Le Net changera-t-il la Tunisie ?

L’un des journalistes français les plus informés question internet a publié un livre. Intitulé « Comment le web change le monde », le bouquin est en partie disponible en ligne en version PDF (voir www.transnets.net). Tout y passe. Le net comme lieu de socialisation, comme marché, bref une technologie désormais centre de nos vies. Les plus jeunes, ceux qui sont nés avec le net bien installé dans le paysage, auront désormais un rapport au monde radicalement nouveau. En rupture totale avec celui des générations précédentes. Les jeunes Tunisiens apprennent ainsi déjà à l’école les technologies.

Quelques années plus tôt, il s’agissait d’un savoir-faire réservé à une élite, qui monnayait âprement son travail. Mais ce qui était l’apanage d’une infime minorité, s’est largement démocratisé. Propulser un site web en ligne serait presque devenu, dans notre un pays, à la portée du premier lycéen venu.

Mais il ne suffit pas d’être né à la « bonne » époque. Encore faudrait-il être connecté. Pisani souligne ainsi que « les digital natives ne sont pas tous égaux. De fortes inégalités d’accès demeurent : différences sociales et géographiques ont un impact fort. Être né à l’heure du digital ne garantit pas le statut de insider (membre). La fracture numérique est, en fait, double : sans accès, ils sont également écartés de ce qui est considéré comme un common knowledge (savoir partagé) par toute une génération ».

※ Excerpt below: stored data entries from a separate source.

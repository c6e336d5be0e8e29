//! One-dimensional hydrodynamic profiles.

use std::collections::BTreeSet;

use hm_core::{ColumnData, Real, Table, Tolerances, nearly_equal};
use hm_schema::{
    Category, HydroField, Hydro1DEntry, Hydro1DPoint, ModelHeader, Species, Units, complete_units,
};

/// A validated Hydro1D model: radial zones, each a sparse set of fields.
#[derive(Debug, Clone, PartialEq)]
pub struct Hydro1D {
    entry: Hydro1DEntry,
}

impl Hydro1D {
    pub(crate) fn from_entry(entry: Hydro1DEntry) -> Self {
        Self { entry }
    }

    pub fn entry(&self) -> &Hydro1DEntry {
        &self.entry
    }

    pub fn into_entry(self) -> Hydro1DEntry {
        self.entry
    }

    pub fn name(&self) -> &str {
        &self.entry.header.name
    }

    pub fn header(&self) -> &ModelHeader {
        &self.entry.header
    }

    pub(crate) fn header_mut(&mut self) -> &mut ModelHeader {
        &mut self.entry.header
    }

    pub fn points(&self) -> &[Hydro1DPoint] {
        &self.entry.data
    }

    pub fn len(&self) -> usize {
        self.entry.data.len()
    }

    pub fn is_empty(&self) -> bool {
        self.entry.data.is_empty()
    }

    /// Union of the fields carried by any point, physical fields first.
    pub fn fields(&self) -> BTreeSet<HydroField> {
        self.entry
            .data
            .iter()
            .flat_map(|p| p.fields().cloned())
            .collect()
    }

    pub fn abundance_species(&self) -> Vec<Species> {
        self.fields()
            .into_iter()
            .filter_map(|f| match f {
                HydroField::Abundance(species) => Some(species),
                _ => None,
            })
            .collect()
    }

    /// One row per point, one float column per observed field. Fields a
    /// point does not carry are `NaN`.
    pub fn to_table(&self) -> Table {
        table_of(self.name(), self.fields(), self.entry.data.iter())
    }

    /// Snapshot times in ascending order, without duplicates.
    pub fn unique_times(&self) -> Vec<Real> {
        let mut times: Vec<Real> = self
            .entry
            .data
            .iter()
            .filter_map(|p| p.get(&HydroField::Time))
            .collect();
        times.sort_by(|a, b| a.total_cmp(b));
        times.dedup();
        times
    }

    /// Rows of the snapshot at `time`.
    pub fn table_at_time(&self, time: Real) -> Table {
        let tol = Tolerances::default();
        let points = self.entry.data.iter().filter(|p| {
            p.get(&HydroField::Time)
                .is_some_and(|t| nearly_equal(t, time, tol))
        });
        table_of(self.name(), self.fields(), points)
    }

    /// Units with every recognized field filled in.
    pub fn units(&self) -> Units {
        complete_units::<&str>(Category::Hydro1D, &self.entry.header.units, &[])
    }
}

fn table_of<'a>(
    name: &str,
    fields: BTreeSet<HydroField>,
    points: impl Iterator<Item = &'a Hydro1DPoint> + Clone,
) -> Table {
    let mut table = Table::named(name);
    for field in fields {
        let values = points
            .clone()
            .map(|p| p.get(&field).unwrap_or(Real::NAN))
            .collect();
        table.set_column(field.as_str(), ColumnData::Float(values));
    }
    table
}

#[cfg(test)]
mod tests {
    use super::*;
    use hm_schema::ARB_UNIT_STRING;
    use pretty_assertions::assert_eq;

    fn point(pairs: &[(&str, f64)]) -> Hydro1DPoint {
        let mut p = Hydro1DPoint::default();
        for (name, value) in pairs {
            p.insert(name.parse().unwrap(), *value);
        }
        p
    }

    fn model() -> Hydro1D {
        let mut header = ModelHeader::new("h");
        header.units.insert("radius".to_string(), "cm".to_string());
        Hydro1D::from_entry(Hydro1DEntry {
            header,
            data: vec![
                point(&[("radius", 1.0), ("density", 3.0), ("time", 0.0), ("xNi56", 0.4)]),
                point(&[("radius", 2.0), ("density", 2.0), ("time", 0.0)]),
                point(&[("radius", 1.5), ("density", 1.0), ("time", 10.0), ("xHe", 0.2)]),
            ],
        })
    }

    #[test]
    fn table_columns_are_the_union_of_fields() {
        let table = model().to_table();
        let names: Vec<&str> = table.column_names().collect();
        assert_eq!(names, ["radius", "density", "time", "xHe", "xNi56"]);
        assert_eq!(table.name(), Some("h"));
        let ni = table.floats("xNi56").unwrap();
        assert_eq!(ni[0], 0.4);
        assert!(ni[1].is_nan() && ni[2].is_nan());
        assert!(table.floats("pressure").is_none());
    }

    #[test]
    fn snapshots() {
        let h = model();
        assert_eq!(h.unique_times(), [0.0, 10.0]);
        let snap = h.table_at_time(0.0);
        assert_eq!(snap.num_rows(), 2);
        assert_eq!(snap.floats("radius").unwrap(), &[1.0, 2.0]);
        assert_eq!(h.table_at_time(5.0).num_rows(), 0);
    }

    #[test]
    fn species_and_units() {
        let h = model();
        let species_list = h.abundance_species();
        let species: Vec<&str> = species_list.iter().map(|s| s.as_str()).collect();
        assert_eq!(species, ["xHe", "xNi56"]);
        let units = h.units();
        assert_eq!(units["radius"], "cm");
        assert_eq!(units["velocity"], ARB_UNIT_STRING);
    }
}
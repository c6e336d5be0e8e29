//! Decoded on-disk document: a JSON object keyed by model name.
//!
//! A top-level array of single-model objects is also accepted and folded
//! into one object in array order.

use serde_json::{Map, Value};

#[derive(Debug, Clone, PartialEq)]
pub struct Document(Value);

impl Document {
    pub fn parse(text: &str) -> serde_json::Result<Self> {
        serde_json::from_str(text).map(Self::from_value)
    }

    pub fn from_value(value: Value) -> Self {
        match value {
            Value::Array(items) => Self(fold_model_list(items)),
            other => Self(other),
        }
    }

    /// Build a document from `(model name, entry)` pairs, keeping their order.
    pub fn from_entries<I>(entries: I) -> Self
    where
        I: IntoIterator<Item = (String, Value)>,
    {
        Self(Value::Object(entries.into_iter().collect::<Map<_, _>>()))
    }

    pub fn as_value(&self) -> &Value {
        &self.0
    }

    pub fn into_value(self) -> Value {
        self.0
    }

    /// Top-level keys in file order; empty when the document is not an object.
    pub fn model_names(&self) -> Vec<&str> {
        self.0
            .as_object()
            .map(|m| m.keys().map(String::as_str).collect())
            .unwrap_or_default()
    }

    pub fn len(&self) -> usize {
        self.0.as_object().map_or(0, Map::len)
    }

    pub fn is_empty(&self) -> bool {
        self.len() == 0
    }

    pub fn entry(&self, name: &str) -> Option<&Value> {
        self.0.as_object()?.get(name)
    }

    /// One single-entry document per model. A document that is not an
    /// object is returned unchanged so validation can report it.
    pub fn split(self) -> Vec<Document> {
        match self.0 {
            Value::Object(map) => map
                .into_iter()
                .map(|(k, v)| Document::from_entries([(k, v)]))
                .collect(),
            other => vec![Document(other)],
        }
    }

    pub fn to_json_string(&self) -> serde_json::Result<String> {
        serde_json::to_string_pretty(&self.0)
    }
}

/// Fold `[{"a": {..}}, {"b": {..}}]` into `{"a": {..}, "b": {..}}`.
///
/// Each item contributes its first key. A key already taken becomes
/// `{key}_{index}`, and the entry's own `name` follows the new key. An
/// empty list, or one holding anything but non-empty objects, is kept as
/// an array.
fn fold_model_list(items: Vec<Value>) -> Value {
    let foldable = !items.is_empty()
        && items
            .iter()
            .all(|item| item.as_object().is_some_and(|m| !m.is_empty()));
    if !foldable {
        return Value::Array(items);
    }

    let mut models = Map::new();
    for (index, item) in items.into_iter().enumerate() {
        let Value::Object(map) = item else { continue };
        let Some((key, mut entry)) = map.into_iter().next() else {
            continue;
        };
        let key = if models.contains_key(&key) {
            let renamed = format!("{}_{}", key, index);
            if let Some(name) = entry.get_mut("name") {
                *name = Value::String(renamed.clone());
            }
            renamed
        } else {
            key
        };
        models.insert(key, entry);
    }
    Value::Object(models)
}

#[cfg(test)]
mod tests {
    use super::*;
    use serde_json::json;

    #[test]
    fn keeps_model_order() {
        let doc = Document::from_entries([
            ("zeta".to_string(), json!({"name": "zeta"})),
            ("alpha".to_string(), json!({"name": "alpha"})),
        ]);
        assert_eq!(doc.model_names(), ["zeta", "alpha"]);
        let parts = doc.split();
        assert_eq!(parts.len(), 2);
        assert_eq!(parts[1].model_names(), ["alpha"]);
    }

    #[test]
    fn model_list_is_folded_in_order() {
        let doc = Document::parse(
            r#"[{"b": {"name": "b"}}, {"a": {"name": "a"}}, {"b": {"name": "b", "n": 2}}]"#,
        )
        .unwrap();
        assert_eq!(doc.model_names(), ["b", "a", "b_2"]);
        assert_eq!(doc.entry("b_2"), Some(&json!({"name": "b_2", "n": 2})));
        assert_eq!(doc.entry("b"), Some(&json!({"name": "b"})));
    }

    #[test]
    fn non_object_document_has_no_models() {
        let doc = Document::parse("[1, 2]").unwrap();
        assert!(doc.is_empty());
        assert_eq!(doc.split().len(), 1);
    }
}
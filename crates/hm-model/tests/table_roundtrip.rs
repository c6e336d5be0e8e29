use hm_core::{ColumnData, Table, Tolerances};
use hm_model::{FieldArray, Metadata, ModelEntity, ModelError};
use hm_schema::{Category, ValidationError};
use pretty_assertions::assert_eq;
use proptest::prelude::*;
use serde_json::json;

fn three_rows() -> Table {
    Table::named("m")
        .with_floats("radius", vec![1.0, 2.0, 3.0])
        .unwrap()
        .with_floats("density", vec![1.0, 2.0, 3.0])
        .unwrap()
        .with_floats("time", vec![1.0, 2.0, 3.0])
        .unwrap()
}

#[test]
fn three_column_table_keeps_exactly_its_columns() {
    let entity = ModelEntity::from_table(Category::Hydro1D, &three_rows(), &Metadata::default())
        .expect("valid table");
    assert_eq!(entity.name(), "m");

    let table = entity.to_table();
    let names: Vec<&str> = table.column_names().collect();
    assert_eq!(names, ["radius", "density", "time"]);
    for absent in ["pressure", "temperature", "mass", "velocity"] {
        assert!(table.column(absent).is_none(), "{absent}");
    }
    assert!(table.same_values(&three_rows(), Tolerances::default()));
}

#[test]
fn three_input_shapes_are_equivalent() {
    let metadata = Metadata::named("m");
    let from_table = ModelEntity::from_table(Category::Hydro1D, &three_rows(), &metadata).unwrap();

    let mapping = json!({"radius": [1, 2, 3], "density": [1, 2, 3], "time": [1, 2, 3]});
    let from_mapping =
        ModelEntity::from_mapping(Category::Hydro1D, mapping.as_object().unwrap(), &metadata)
            .unwrap();

    let from_arrays = ModelEntity::from_arrays(
        Category::Hydro1D,
        [
            FieldArray::new("radius", vec![1.0, 2.0, 3.0]),
            FieldArray::new("density", vec![1.0, 2.0, 3.0]),
            FieldArray::new("time", vec![1.0, 2.0, 3.0]),
        ],
        &metadata,
    )
    .unwrap();

    assert_eq!(from_table, from_mapping);
    assert_eq!(from_table, from_arrays);
}

#[test]
fn unnamed_table_without_metadata_has_no_name() {
    let mut table = Table::new();
    table.set_column("radius", ColumnData::Float(vec![1.0, 2.0]));
    table.set_column("density", ColumnData::Float(vec![1.0, 2.0]));
    table.set_column("time", ColumnData::Float(vec![0.0, 0.0]));
    let err = ModelEntity::from_table(Category::Hydro1D, &table, &Metadata::default()).unwrap_err();
    assert!(matches!(
        err,
        ModelError::Shape(hm_core::ShapeError::MissingModelName { .. })
    ));
}

#[test]
fn missing_required_cell_fails_validation() {
    let table = three_rows()
        .with_floats("pressure", vec![1.0, f64::NAN, 2.0])
        .unwrap();
    assert!(ModelEntity::from_table(Category::Hydro1D, &table, &Metadata::default()).is_ok());

    let mut broken = three_rows();
    broken.set_column("density", ColumnData::Float(vec![1.0, f64::NAN, 3.0]));
    let err =
        ModelEntity::from_table(Category::Hydro1D, &broken, &Metadata::default()).unwrap_err();
    assert!(matches!(
        err,
        ModelError::Validation(ValidationError::MissingRequiredField { ref field, ref context, .. })
            if field == "density" && context == "data[1]"
    ));
}

#[test]
fn unknown_column_is_rejected() {
    let table = three_rows().with_floats("entropy", vec![1.0, 2.0, 3.0]).unwrap();
    assert!(matches!(
        ModelEntity::from_table(Category::Hydro1D, &table, &Metadata::default()),
        Err(ModelError::Validation(ValidationError::InvalidFieldName { .. }))
    ));
}

#[test]
fn lightcurve_table_with_derived_quantities() {
    let table = Table::named("lc")
        .with_floats("time", vec![0.0, 1.0])
        .unwrap()
        .with_texts("band", ["B", "B"])
        .unwrap()
        .with_floats("magnitude", vec![-18.0, -19.0])
        .unwrap()
        .with_floats("e_magnitude", vec![0.1, 0.1])
        .unwrap()
        .with_floats("viewing_angle", vec![-1.0, -1.0])
        .unwrap();
    let derived = Table::new()
        .with_texts("band", ["B"])
        .unwrap()
        .with_floats("viewing_angle", vec![-1.0])
        .unwrap()
        .with_floats("peak_mag", vec![-19.0])
        .unwrap();

    let entity = ModelEntity::from_table(Category::Lightcurve, &table, &Metadata::default())
        .and_then(|e| e.with_derived_table(&derived))
        .unwrap();
    let lc = entity.as_lightcurve().unwrap();
    assert_eq!(lc.derived_for("B", -1.0).and_then(|d| d.peak_mag), Some(-19.0));
    assert!(entity.to_table().same_values(&table, Tolerances::default()));
}

#[test]
fn spectrum_from_long_table() {
    let table = Table::named("sn")
        .with_floats("time", vec![2.0, 2.0, 1.0, 1.0])
        .unwrap()
        .with_floats("wavelength", vec![4000.0, 5000.0, 4000.0, 5000.0])
        .unwrap()
        .with_floats("flux", vec![1.0, 2.0, 3.0, 4.0])
        .unwrap();
    let entity = ModelEntity::from_table(Category::Spectrum, &table, &Metadata::default()).unwrap();
    let series = entity.as_spectrum().unwrap();
    assert_eq!(series.len(), 2);
    assert_eq!(series.spectra()[0].time, 1.0);
    assert_eq!(series.spectra()[0].flux, [3.0, 4.0]);
}

#[test]
fn mapping_with_inconsistent_lengths() {
    let mapping = json!({"radius": [1, 2, 3], "density": [1, 2], "time": [0, 0, 0]});
    let err = ModelEntity::from_mapping(
        Category::Hydro1D,
        mapping.as_object().unwrap(),
        &Metadata::named("m"),
    )
    .unwrap_err();
    assert!(matches!(
        err,
        ModelError::Shape(hm_core::ShapeError::LengthMismatch { .. })
    ));
}

fn hydro_table() -> impl Strategy<Value = Table> {
    (2usize..12).prop_flat_map(|rows| {
        (
            prop::collection::vec(1e-3f64..1e12, rows),
            prop::collection::vec(1e-12f64..1e3, rows),
            prop::collection::vec(0.0f64..1e4, rows),
            prop::collection::vec(prop::option::of(0.0f64..1.0), rows),
        )
            .prop_map(|(radius, density, time, ni)| {
                let mut ni: Vec<f64> = ni.into_iter().map(|v| v.unwrap_or(f64::NAN)).collect();
                // keep the column observable on at least one point
                ni[0] = 0.5;
                Table::named("p")
                    .with_floats("radius", radius)
                    .unwrap()
                    .with_floats("density", density)
                    .unwrap()
                    .with_floats("time", time)
                    .unwrap()
                    .with_floats("xNi56", ni)
                    .unwrap()
            })
    })
}

proptest! {
    #[test]
    fn hydro_table_survives_entity(table in hydro_table()) {
        let entity = ModelEntity::from_table(Category::Hydro1D, &table, &Metadata::default())
            .unwrap();
        prop_assert!(entity.to_table().identical(&table));
    }

    #[test]
    fn hydro_entry_value_rebuilds_same_entity(table in hydro_table()) {
        let entity = ModelEntity::from_table(Category::Hydro1D, &table, &Metadata::default())
            .unwrap();
        let entry = entity.to_entry_value().unwrap();
        let rebuilt = ModelEntity::from_entry(Category::Hydro1D, "p", &entry).unwrap();
        prop_assert_eq!(rebuilt, entity);
    }
}
//! Caller-supplied model metadata.

use hm_core::{ShapeError, ShapeResult};
use hm_schema::{ModelHeader, Source, Units};
use serde_json::{Map, Value};

/// Optional name, provenance, units and sources attached to input data.
#[derive(Debug, Clone, Default, PartialEq)]
pub struct Metadata {
    pub model_name: Option<String>,
    pub schema: Option<String>,
    pub units: Units,
    pub sources: Vec<Source>,
}

impl Metadata {
    pub fn named(name: impl Into<String>) -> Self {
        Self {
            model_name: Some(name.into()),
            ..Self::default()
        }
    }

    pub fn with_schema(mut self, schema: impl Into<String>) -> Self {
        self.schema = Some(schema.into());
        self
    }

    pub fn with_unit(mut self, field: impl Into<String>, unit: impl Into<String>) -> Self {
        self.units.insert(field.into(), unit.into());
        self
    }

    pub fn with_source(mut self, source: Source) -> Self {
        self.sources.push(source);
        self
    }

    /// Header for a model whose name may be inferred from the input.
    pub fn header(&self, inferred: Option<&str>, context: &str) -> ShapeResult<ModelHeader> {
        let name = self
            .model_name
            .as_deref()
            .or(inferred)
            .ok_or_else(|| ShapeError::MissingModelName {
                context: context.to_string(),
            })?;
        Ok(ModelHeader {
            name: name.to_string(),
            schema: self.schema.clone(),
            sources: self.sources.clone(),
            units: self.units.clone(),
        })
    }

    /// Overlay this metadata onto a raw model entry. Units are merged with
    /// caller entries winning; schema and sources replace the entry's own.
    pub(crate) fn apply_to_entry(
        &self,
        entry: &mut Map<String, Value>,
    ) -> serde_json::Result<()> {
        if let Some(name) = &self.model_name {
            entry.insert("name".to_string(), Value::String(name.clone()));
        }
        if let Some(schema) = &self.schema {
            entry.insert("schema".to_string(), Value::String(schema.clone()));
        }
        if !self.sources.is_empty() {
            entry.insert("sources".to_string(), serde_json::to_value(&self.sources)?);
        }
        if !self.units.is_empty() {
            let units = entry
                .entry("units".to_string())
                .or_insert_with(|| Value::Object(Map::new()));
            if !units.is_object() {
                *units = Value::Object(Map::new());
            }
            if let Value::Object(units) = units {
                for (field, unit) in &self.units {
                    units.insert(field.clone(), Value::String(unit.clone()));
                }
            }
        }
        Ok(())
    }
}

#[cfg(test)]
mod tests {
    use super::*;
    use serde_json::json;

    #[test]
    fn explicit_name_wins_over_inferred() {
        let header = Metadata::named("explicit")
            .header(Some("inferred"), "test")
            .unwrap();
        assert_eq!(header.name, "explicit");
        let header = Metadata::default().header(Some("inferred"), "test").unwrap();
        assert_eq!(header.name, "inferred");
    }

    #[test]
    fn missing_name_is_an_error() {
        let err = Metadata::default().header(None, "table has no name").unwrap_err();
        assert!(matches!(err, ShapeError::MissingModelName { .. }));
    }

    #[test]
    fn overlay_merges_units() {
        let mut entry = json!({"name": "m", "units": {"radius": "km", "time": "s"}})
            .as_object()
            .cloned()
            .unwrap();
        Metadata::default()
            .with_unit("radius", "cm")
            .apply_to_entry(&mut entry)
            .unwrap();
        assert_eq!(entry["units"], json!({"radius": "cm", "time": "s"}));
        assert_eq!(entry["name"], json!("m"));
    }

    #[test]
    fn overlay_replaces_schema_and_sources() {
        let mut entry = json!({"name": "m", "schema": "old", "sources": [{"url": "x"}]})
            .as_object()
            .cloned()
            .unwrap();
        let source = Source {
            bibcode: Some("2021A&A...1A".to_string()),
            reference: None,
            url: None,
        };
        Metadata::default()
            .with_schema("custom")
            .with_source(source)
            .apply_to_entry(&mut entry)
            .unwrap();
        assert_eq!(entry["schema"], json!("custom"));
        assert_eq!(entry["sources"], json!([{"bibcode": "2021A&A...1A"}]));
    }
}
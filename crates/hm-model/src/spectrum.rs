//! Spectral time series.
//!
//! In tabular form a series is "long": one row per wavelength bin, with the
//! timestep's `time` and position repeated on each row. Per-timestep tables
//! carry the same columns for a single timestep.

use hm_core::{
    ColumnData, Real, ShapeError, ShapeResult, Table, Tolerances, nearly_equal, same_value,
};
use hm_schema::{Category, ModelHeader, SpectrumEntry, SpectrumRecord, Units, complete_units};
use serde_json::{Map, Number, Value};

use crate::adapter::cell_value;
use crate::{ModelError, ModelResult};

/// Long-format column holding each row's timestep position.
pub const TIMESTEP_COLUMN: &str = "timestep";

#[derive(Debug, Clone, PartialEq)]
pub struct SpectrumSeries {
    entry: SpectrumEntry,
}

impl SpectrumSeries {
    pub(crate) fn from_entry(entry: SpectrumEntry) -> Self {
        Self { entry }
    }

    pub fn entry(&self) -> &SpectrumEntry {
        &self.entry
    }

    pub fn into_entry(self) -> SpectrumEntry {
        self.entry
    }

    pub fn name(&self) -> &str {
        &self.entry.header.name
    }

    pub fn header(&self) -> &ModelHeader {
        &self.entry.header
    }

    pub(crate) fn header_mut(&mut self) -> &mut ModelHeader {
        &mut self.entry.header
    }

    /// Timesteps in document order.
    pub fn spectra(&self) -> &[SpectrumRecord] {
        &self.entry.data
    }

    pub fn len(&self) -> usize {
        self.entry.data.len()
    }

    pub fn is_empty(&self) -> bool {
        self.entry.data.is_empty()
    }

    pub fn unique_times(&self) -> Vec<Real> {
        let mut times: Vec<Real> = self.entry.data.iter().map(|r| r.time).collect();
        times.sort_by(|a, b| a.total_cmp(b));
        times.dedup();
        times
    }

    /// Wavelength / flux (/ flux_err) table of the first timestep at `time`.
    pub fn spectrum_at(&self, time: Real) -> Option<Table> {
        let tol = Tolerances::default();
        self.entry
            .data
            .iter()
            .find(|r| nearly_equal(r.time, time, tol))
            .map(|r| record_table(self.name(), r, false))
    }

    /// One table per timestep, each with a constant `time` column.
    pub fn timestep_tables(&self) -> Vec<Table> {
        self.entry
            .data
            .iter()
            .map(|r| record_table(self.name(), r, true))
            .collect()
    }

    /// Long format: every timestep's bins stacked in document order.
    ///
    /// The [`TIMESTEP_COLUMN`] keeps the boundary between consecutive
    /// timesteps that share a time.
    pub fn to_table(&self) -> Table {
        let records = &self.entry.data;
        let has_err = records.iter().any(|r| r.flux_err.is_some());

        let mut step = Vec::new();
        let mut time = Vec::new();
        let mut wavelength = Vec::new();
        let mut flux = Vec::new();
        let mut flux_err = Vec::new();
        for (index, record) in records.iter().enumerate() {
            step.extend(std::iter::repeat_n(index as Real, record.len()));
            time.extend(std::iter::repeat_n(record.time, record.len()));
            wavelength.extend_from_slice(&record.wavelength);
            flux.extend_from_slice(&record.flux);
            match &record.flux_err {
                Some(err) => flux_err.extend_from_slice(err),
                None => flux_err.extend(std::iter::repeat_n(Real::NAN, record.len())),
            }
        }

        let mut table = Table::named(self.name());
        table.set_column("time", ColumnData::Float(time));
        table.set_column(TIMESTEP_COLUMN, ColumnData::Float(step));
        table.set_column("wavelength", ColumnData::Float(wavelength));
        table.set_column("flux", ColumnData::Float(flux));
        if has_err {
            table.set_column("flux_err", ColumnData::Float(flux_err));
        }
        table
    }

    pub fn units(&self) -> Units {
        complete_units::<&str>(Category::Spectrum, &self.entry.header.units, &[])
    }
}

fn record_table(name: &str, record: &SpectrumRecord, with_time: bool) -> Table {
    let mut table = Table::named(name);
    if with_time {
        table.set_column(
            "time",
            ColumnData::Float(vec![record.time; record.len()]),
        );
    }
    table.set_column("wavelength", ColumnData::Float(record.wavelength.clone()));
    table.set_column("flux", ColumnData::Float(record.flux.clone()));
    if let Some(err) = &record.flux_err {
        table.set_column("flux_err", ColumnData::Float(err.clone()));
    }
    table
}

/// Split a long-format table into one timestep record per run of rows.
///
/// A run is a block of consecutive rows with bit-identical `time` and,
/// when the table has a [`TIMESTEP_COLUMN`], the same position. Runs come
/// out stably sorted by time, so timesteps sharing a time keep their
/// order. Rows keep their order within a run. A column with no present
/// cell in a run is left out of that record, and a partially missing
/// column keeps `null` placeholders so validation reports it.
pub fn spectrum_points_from_table(table: &Table) -> ModelResult<Vec<Value>> {
    let times = time_column(table, "spectrum table")?;
    let steps = table.floats(TIMESTEP_COLUMN);
    let key = |row: usize| {
        let step = steps.and_then(|s| s.get(row)).map(|v| v.to_bits());
        (times[row].to_bits(), step)
    };

    let mut runs: Vec<(Real, Vec<usize>)> = Vec::new();
    for row in 0..times.len() {
        let same_run = row > 0 && key(row - 1) == key(row);
        match runs.last_mut() {
            Some((_, rows)) if same_run => rows.push(row),
            _ => runs.push((times[row], vec![row])),
        }
    }
    runs.sort_by(|a, b| a.0.total_cmp(&b.0));

    runs.into_iter()
        .map(|(time, rows)| record_value(table, time, &rows))
        .collect()
}

/// The single record held by a per-timestep table, with its time.
///
/// `table_index` is the table's position in the caller's input and is
/// only used for error reporting.
pub fn timestep_record(table: &Table, table_index: usize) -> ModelResult<(Real, Value)> {
    let context = format!("timestep table {}", table_index);
    let times = time_column(table, &context)?;
    let first = times.first().copied().ok_or_else(|| ShapeError::MissingColumn {
        name: "time".to_string(),
        context: format!("empty {}", context),
    })?;
    let tol = Tolerances::default();
    if !times.iter().all(|&t| same_value(t, first, tol)) {
        return Err(ShapeError::TimeNotConstant { table_index }.into());
    }
    let rows: Vec<usize> = (0..times.len()).collect();
    Ok((first, record_value(table, first, &rows)?))
}

fn time_column<'a>(table: &'a Table, context: &str) -> ShapeResult<&'a [Real]> {
    match table.column("time") {
        None => Err(ShapeError::MissingColumn {
            name: "time".to_string(),
            context: context.to_string(),
        }),
        Some(ColumnData::Float(values)) => Ok(values),
        Some(ColumnData::Text(_)) => Err(ShapeError::WrongColumnType {
            name: "time".to_string(),
            expected: "float",
        }),
    }
}

fn record_value(table: &Table, time: Real, rows: &[usize]) -> ModelResult<Value> {
    let mut record = Map::new();
    if !time.is_nan() {
        let t = Number::from_f64(time).ok_or_else(|| ModelError::NonFinite {
            field: "time".to_string(),
            row: rows.first().copied().unwrap_or(0),
            value: time,
        })?;
        record.insert("time".to_string(), Value::Number(t));
    }
    let columns = table
        .columns()
        .iter()
        .filter(|c| c.name != "time" && c.name != TIMESTEP_COLUMN);
    for column in columns {
        let cells = rows
            .iter()
            .map(|&row| cell_value(&column.name, &column.data, row))
            .collect::<ModelResult<Vec<_>>>()?;
        if cells.iter().all(Option::is_none) {
            continue;
        }
        let values = cells
            .into_iter()
            .map(|cell| cell.unwrap_or(Value::Null))
            .collect();
        record.insert(column.name.clone(), Value::Array(values));
    }
    Ok(Value::Object(record))
}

L’importance accordé aux blogs et aux journaux en ligne, en Tunisie en particulier, et dans le monde arabe en général, n’est pas tout à fait fortuite. Bon an mal an, la technologie a bousculé un certain rapport de force. En poussant un secteur stratégique comme l’information dans ses derniers retranchements. Pour reprendre les termes de Pisani, nous avons ainsi d’une part les internautes, qui se servent de la Toile mondiale en simple consommateurs, et les « webacteur », qui produisent des données, des infos, bref, du sens. Et voici que des ordinateurs (même Dual Core) deviennent même disponibles pour 300 dinars (si, si, voir dans ces nombreuses boutiques, du côté de la place de la République, adjacentes au terminus du métro, à Tunis). Les webacteurs tunisiens potentiels sont donc tous les jours plus nombreux. Chamboulant totalement la donne.

Certes, il y aura toujours la possibilité d’agir sur la « disponibilité » du contenu, comme on le fait encore dans beaucoup pays de la région. Mais dans la majorité des cas, les textes rendus invisibles finissent toujours, d’une manière ou d’une autre par refaire leur apparition. Et pour cause. Il suffit qu’un géant du secteur, à l’autorité internationalement reconnue, comme une agence de presse, par exemple, se mette à publier l’information que l’on désirait escamoter.

Un deuxième problème finit aussi par surgir face aux tenants des solutions de « contrôle ». Pisani rappelle « qu’au Japon ou en Corée, le PC n’est déjà plus le premier moyen d’accéder à l’internet. Il a été détrôné par le mobile ». Pis : « tous nos appareils recevront des données de l’internet. Et alors que le taux de couverture, la bande passante et les vitesses de connexion augmenteront, nous passerons à une ère du ‘‘toujours connecté’’ (always on) ». Mais l’auteur émet un bémol : « à condition, évidemment, d’être dans une bonne zone ». Et « c’est une des questions majeures des années à venir ».

Chez nos frères Marocain, on vient d’annoncer la possibilité de disposer de la 3G, sans abonnement téléphonique. Simplement grâce au prépayé. En somme, non seulement le net se généralise, mais il acquiert une nouvelle qualité : celle de la mobilité. Permettant ainsi à des pans entiers de la populations du pays, qui disposait déjà du téléphone portable à se connecter. Et quand on connaît la facilité d’accès, même en Tunisie, à une puce Tunisiana ou Tunisie Télécom, on s’imagine la portée d’une telle décision. Les autorités de notre pays ont annoncé que la 3G sera bientôt disponible. Dans ce contexte, cette décision contribuera peut-être, à nous mettre tous dans une « bonne zone ». De quoi changer le visage de la Tunisie.